Indian social activist and doctor

Savita Bhimrao Ambedkar ( Kabir; 27 January 1909 – 29 May 2003) was an Indian physician, and social activist. In 1948, she married B. R. Ambedkar, the prime architect of the Constitution of India and Dalit icon. In 1956, both Savita and Bhimrao converted from Hinduism to Buddhism.

Savita Ambedkar helped her husband by caring for his health. B. R. Ambedkar credited her for this in the preface of his book The Buddha and His Dhamma. Ramabai Ambedkar, B. R. Ambedkar's first wife had died in 1935.

==Early life and education==
Ambedkar was born Sharada Krishnarao Kabir on 27 January 1909 in Bombay in a Marathi Saraswat Brahmin family. Her mother's name was Janaki and her father's name was Krishnarao Vinayak Kabir. Her family hailed from the Dorle village, located in Ratnagiri Tehasil of Ratnagiri district, Maharashtra. Later, her father migrated from Ratnagiri to Bombay. On the Sir Rao Bahadur S. K. Bole Road, near the "Kabootar Khana" (pigeon house) in Dadar West, the Kabir family had rented a house in Sahru's house in Matruchaya.

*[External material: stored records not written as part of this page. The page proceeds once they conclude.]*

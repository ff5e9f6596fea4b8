//! List backends.
//!
//! Every backend implements [`ListSource`]: the same request produces a page
//! of items through [`ListSource::process_source`] and the unpaginated total
//! through [`ListSource::items_count`]. Backends share request extraction
//! through [`ListQueryExtractor`](crate::filtering::ListQueryExtractor) and
//! differ only in how filters, search, ordering and paging are translated.

pub mod array;
pub mod orm;
pub mod search_index;

pub use array::{ArrayListSource, Row};
pub use orm::{ListEntity, OrmListSource, RelationalQuery, RelationalQueryBuilder};
pub use search_index::{SearchIndexClient, SearchIndexListSource, SearchIndexQueryBuilder};

use async_trait::async_trait;

use crate::errors::ListError;
use crate::models::FilterableField;
use crate::request::RequestParameters;

/// Backend producing list pages for one entity type.
///
/// A source may memoize per-request work between `process_source` and
/// `items_count`; it is not meant to serve two requests at once.
#[async_trait]
pub trait ListSource: Send {
    type Item: Send;

    /// Filtered, searched, ordered and paginated items.
    async fn process_source(
        &mut self,
        request: &dyn RequestParameters,
    ) -> Result<Vec<Self::Item>, ListError>;

    /// Number of items matching filters and search, ignoring pagination.
    async fn items_count(&mut self, request: &dyn RequestParameters) -> Result<u64, ListError>;

    fn sortable_fields(&self) -> Vec<String>;

    fn filterable_fields(&self) -> Vec<FilterableField>;
}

Savita's early education was in Pune. In 1937, she completed her MBBS degree from Grant Medical College, Bombay. When her studies were completed, she was appointed as a first-class medical officer in a hospital in Gujarat. However, after some months of illness, she left her job and returned home. Six of her eight siblings had inter-caste marriages. At that time, it was against the societal norms of India. Savita said, "Our family did not oppose inter-caste marriages, because the whole family was educated and progressive."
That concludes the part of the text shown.